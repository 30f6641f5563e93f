//! Bounded memory of accepted states.

use std::collections::hash_map::Entry;
use std::collections::{HashMap, VecDeque};

use super::config::Eviction;
use crate::state::State;

/// FIFO-ordered record of recently accepted states.
///
/// Entries are held in arrival order next to a multiplicity map, so a
/// membership test is a hash lookup with full value equality. The same
/// state may be held several times; it stays tabu until its last copy is
/// evicted.
#[derive(Debug, Clone)]
pub struct TabuList {
    queue: VecDeque<State>,
    counts: HashMap<State, usize>,
    max_size: usize,
    eviction: Eviction,
}

impl TabuList {
    /// Creates an empty list holding at most `max_size` states.
    pub fn new(max_size: usize, eviction: Eviction) -> Self {
        Self {
            queue: VecDeque::with_capacity(max_size.saturating_add(1)),
            counts: HashMap::with_capacity(max_size.saturating_add(1)),
            max_size,
            eviction,
        }
    }

    /// Whether a state equal to `state` is held.
    pub fn contains(&self, state: &State) -> bool {
        self.counts.contains_key(state)
    }

    /// Appends `state`, evicting one entry if the capacity is exceeded.
    pub fn push(&mut self, state: State) {
        *self.counts.entry(state.clone()).or_insert(0) += 1;
        self.queue.push_back(state);

        if self.queue.len() > self.max_size {
            let evicted = match self.eviction {
                Eviction::Oldest => self.queue.pop_front(),
                Eviction::Newest => self.queue.pop_back(),
            };
            if let Some(evicted) = evicted {
                self.forget(evicted);
            }
        }
    }

    fn forget(&mut self, state: State) {
        if let Entry::Occupied(mut slot) = self.counts.entry(state) {
            *slot.get_mut() -= 1;
            if *slot.get() == 0 {
                slot.remove();
            }
        }
    }

    /// Number of held entries, duplicates included.
    pub fn len(&self) -> usize {
        self.queue.len()
    }

    /// Whether the list holds no entry.
    pub fn is_empty(&self) -> bool {
        self.queue.is_empty()
    }

    /// Maximum number of entries.
    pub fn capacity(&self) -> usize {
        self.max_size
    }

    /// Held entries, oldest first.
    pub fn iter(&self) -> impl ExactSizeIterator<Item = &State> + '_ {
        self.queue.iter()
    }
}
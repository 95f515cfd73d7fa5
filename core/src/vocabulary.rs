//! Autocomplete dictionary with set semantics.
//!
//! Entries are unique (compared verbatim) and iterate in first-insertion
//! order. That order is what the matcher walks, so when more than six entries
//! match, the earliest-inserted ones win.

use ahash::AHashSet;

/// The set of strings suggestions are drawn from.
#[derive(Debug, Clone, Default)]
pub struct Vocabulary {
    entries: Vec<String>,
    index: AHashSet<String>,
}

impl Vocabulary {
    /// Create an empty vocabulary.
    pub fn new() -> Self {
        Self::default()
    }

    /// Insert an entry. Returns false if it was already present.
    pub fn insert<S: Into<String>>(&mut self, entry: S) -> bool {
        let entry = entry.into();
        if self.index.contains(&entry) {
            return false;
        }
        self.index.insert(entry.clone());
        self.entries.push(entry);
        true
    }

    pub fn contains(&self, entry: &str) -> bool {
        self.index.contains(entry)
    }

    pub fn len(&self) -> usize {
        self.entries.len()
    }

    pub fn is_empty(&self) -> bool {
        self.entries.is_empty()
    }

    /// Iterate entries in first-insertion order.
    pub fn iter(&self) -> impl Iterator<Item = &str> {
        self.entries.iter().map(String::as_str)
    }
}

impl<S: Into<String>> FromIterator<S> for Vocabulary {
    fn from_iter<I: IntoIterator<Item = S>>(iter: I) -> Self {
        let mut vocabulary = Vocabulary::new();
        for entry in iter {
            vocabulary.insert(entry);
        }
        vocabulary
    }
}

impl<S: Into<String>> Extend<S> for Vocabulary {
    fn extend<I: IntoIterator<Item = S>>(&mut self, iter: I) {
        for entry in iter {
            self.insert(entry);
        }
    }
}
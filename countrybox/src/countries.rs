//! Built-in vocabulary and word-list loading.

use anyhow::{Context, Result};
use std::path::Path;

/// Some countries, in no particular order.
pub const COUNTRIES: &[&str] = &[
    "Nigeria",
    "Afghanistan",
    "Algeria",
    "American Samoa",
    "Bahamas",
    "Brazil",
    "Cameroon",
    "Denmark",
    "Egypt",
    "Finland",
    "Ivory Coast",
    "Jamaica",
    "Malaysia",
    "Netherlands",
    "Samoa",
    "Senegal",
    "Tunisia",
    "United Kingdom",
    "United States",
    "Vietnam",
    "Yemen",
    "Zambia",
];

/// Parse a word list: one entry per line, surrounding whitespace trimmed,
/// blank lines and `#` comments skipped.
pub fn parse_word_list(content: &str) -> Vec<String> {
    content
        .lines()
        .map(str::trim)
        .filter(|line| !line.is_empty() && !line.starts_with('#'))
        .map(str::to_string)
        .collect()
}

/// Load a word list from disk.
pub fn load_word_list(path: &Path) -> Result<Vec<String>> {
    let content = std::fs::read_to_string(path)
        .with_context(|| format!("failed to read word list {}", path.display()))?;
    let words = parse_word_list(&content);
    if words.is_empty() {
        anyhow::bail!("word list {} is empty", path.display());
    }
    Ok(words)
}
//! Input filter: which key releases restart the suggestion cycle.

use crate::key_event::KeyEvent;

/// Returns true for content-changing keys: ASCII letters, ASCII digits,
/// numeric-keypad digits and space. Everything else is ignored.
pub fn should_trigger(key: &KeyEvent) -> bool {
    match *key {
        KeyEvent::Char(ch) => ch.is_ascii_alphanumeric() || ch == ' ',
        KeyEvent::NumPad(n) => n <= 9,
        KeyEvent::Space => true,
        _ => false,
    }
}

/// Same predicate over a raw virtual-key code.
pub fn should_trigger_code(code: u32) -> bool {
    should_trigger(&KeyEvent::from_code(code))
}

#[cfg(test)]
mod tests {
    use super::*;

    #[test]
    fn triggers_on_content_keys() {
        for ch in ('a'..='z').chain('A'..='Z').chain('0'..='9') {
            assert!(should_trigger(&KeyEvent::Char(ch)), "{ch:?} should trigger");
        }
        for n in 0..=9 {
            assert!(should_trigger(&KeyEvent::NumPad(n)));
        }
        assert!(should_trigger(&KeyEvent::Space));
    }

    #[test]
    fn ignores_navigation_and_control_keys() {
        let ignored = [
            KeyEvent::Backspace,
            KeyEvent::Delete,
            KeyEvent::Tab,
            KeyEvent::Enter,
            KeyEvent::Escape,
            KeyEvent::Left,
            KeyEvent::Right,
            KeyEvent::Up,
            KeyEvent::Down,
            KeyEvent::Char(','),
            KeyEvent::Char('-'),
            KeyEvent::Char('é'),
            KeyEvent::NumPad(10),
            KeyEvent::Other(0x70),
        ];
        for key in ignored {
            assert!(!should_trigger(&key), "{key:?} should not trigger");
        }
    }

    #[test]
    fn raw_code_ranges_match_the_filter() {
        for code in 0u32..=0xFF {
            let expected = (0x30..=0x39).contains(&code)
                || (0x41..=0x5A).contains(&code)
                || (0x60..=0x69).contains(&code)
                || code == 0x20;
            assert_eq!(should_trigger_code(code), expected, "code {code:#x}");
        }
    }
}
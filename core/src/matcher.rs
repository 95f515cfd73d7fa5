// core/src/matcher.rs
//
// Suggestion matching over the vocabulary, with a small LRU cache of
// recent query results.

use crate::vocabulary::Vocabulary;
use lru::LruCache;
use serde::{Deserialize, Serialize};
use std::cell::{Cell, RefCell};
use std::fmt;
use std::num::NonZeroUsize;
use std::rc::Rc;
use std::str::FromStr;

/// Maximum number of suggestions presented per cycle.
pub const MAX_SUGGESTIONS: usize = 6;

/// Predicate used to decide whether a vocabulary entry matches the input.
#[derive(Debug, Clone, Copy, Default, PartialEq, Eq, Hash, Serialize, Deserialize)]
#[serde(rename_all = "snake_case")]
pub enum SearchMode {
    /// Entry contains the input anywhere (case-insensitive)
    #[default]
    Contains,
    /// Entry begins with the input (case-insensitive)
    StartsWith,
}

impl SearchMode {
    /// Test an already case-folded entry against a case-folded query.
    pub fn matches(self, folded_entry: &str, folded_query: &str) -> bool {
        match self {
            SearchMode::Contains => folded_entry.contains(folded_query),
            SearchMode::StartsWith => folded_entry.starts_with(folded_query),
        }
    }
}

impl fmt::Display for SearchMode {
    fn fmt(&self, f: &mut fmt::Formatter<'_>) -> fmt::Result {
        match self {
            SearchMode::Contains => f.write_str("contains"),
            SearchMode::StartsWith => f.write_str("starts_with"),
        }
    }
}

impl FromStr for SearchMode {
    type Err = String;

    fn from_str(s: &str) -> Result<Self, Self::Err> {
        match s.trim().to_ascii_lowercase().as_str() {
            "contains" => Ok(SearchMode::Contains),
            "starts_with" | "starts-with" | "startswith" => Ok(SearchMode::StartsWith),
            other => Err(format!(
                "unknown search mode '{}': expected 'contains' or 'starts_with'",
                other
            )),
        }
    }
}

/// Simple case folding used on both sides of the comparison.
pub fn fold(s: &str) -> String {
    s.to_lowercase()
}

/// Collect up to `limit` entries matching `query` under `mode`.
///
/// `query` is folded here; entries are returned verbatim, in vocabulary
/// iteration order. An empty query matches nothing.
pub fn find_matches(vocabulary: &Vocabulary, query: &str, mode: SearchMode, limit: usize) -> Vec<String> {
    if query.is_empty() || limit == 0 {
        return Vec::new();
    }
    let folded_query = fold(query);
    vocabulary
        .iter()
        .filter(|entry| mode.matches(&fold(entry), &folded_query))
        .take(limit)
        .map(str::to_string)
        .collect()
}

/// Owns the current vocabulary and caches recent match results.
///
/// Every `find` works against a single vocabulary snapshot, so a replacement
/// that lands mid-cycle is picked up by the next pass rather than mixed into
/// the current one.
pub struct Matcher {
    vocabulary: RefCell<Rc<Vocabulary>>,
    cache: Option<RefCell<LruCache<(SearchMode, String), Vec<String>>>>,
    cache_hits: Cell<usize>,
    cache_misses: Cell<usize>,
}

impl Matcher {
    /// Create a matcher. A `cache_size` of zero disables result caching.
    pub fn new(vocabulary: Vocabulary, cache_size: usize) -> Self {
        Self {
            vocabulary: RefCell::new(Rc::new(vocabulary)),
            cache: NonZeroUsize::new(cache_size).map(|cap| RefCell::new(LruCache::new(cap))),
            cache_hits: Cell::new(0),
            cache_misses: Cell::new(0),
        }
    }

    /// Current vocabulary snapshot.
    pub fn vocabulary(&self) -> Rc<Vocabulary> {
        Rc::clone(&self.vocabulary.borrow())
    }

    /// Replace the vocabulary wholesale and drop cached results.
    pub fn replace(&self, vocabulary: Vocabulary) {
        *self.vocabulary.borrow_mut() = Rc::new(vocabulary);
        self.clear_cache();
    }

    /// Up to `MAX_SUGGESTIONS` matches for `query`.
    pub fn find(&self, query: &str, mode: SearchMode) -> Vec<String> {
        let vocabulary = self.vocabulary();
        let Some(cache) = &self.cache else {
            return find_matches(&vocabulary, query, mode, MAX_SUGGESTIONS);
        };

        let key = (mode, fold(query));
        if let Some(cached) = cache.borrow_mut().get(&key) {
            self.cache_hits.set(self.cache_hits.get() + 1);
            tracing::trace!(query, %mode, "match cache hit");
            return cached.clone();
        }

        self.cache_misses.set(self.cache_misses.get() + 1);
        let matches = find_matches(&vocabulary, query, mode, MAX_SUGGESTIONS);
        cache.borrow_mut().put(key, matches.clone());
        matches
    }

    /// Get cache statistics as a (hits, misses) tuple.
    pub fn cache_stats(&self) -> (usize, usize) {
        (self.cache_hits.get(), self.cache_misses.get())
    }

    /// Number of cached queries.
    pub fn cache_size(&self) -> usize {
        self.cache.as_ref().map_or(0, |c| c.borrow().len())
    }

    /// Clear cached results and reset statistics.
    pub fn clear_cache(&self) {
        if let Some(cache) = &self.cache {
            cache.borrow_mut().clear();
        }
        self.cache_hits.set(0);
        self.cache_misses.set(0);
    }
}

impl fmt::Debug for Matcher {
    fn fmt(&self, f: &mut fmt::Formatter<'_>) -> fmt::Result {
        f.debug_struct("Matcher")
            .field("vocabulary_len", &self.vocabulary.borrow().len())
            .field("cache_size", &self.cache_size())
            .field("cache_stats", &self.cache_stats())
            .finish()
    }
}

■ ■ ■ ■ ■

Work out how many lines in the data contain "const" and state that number with nothing added.

EXERCISE OUTPUT:
2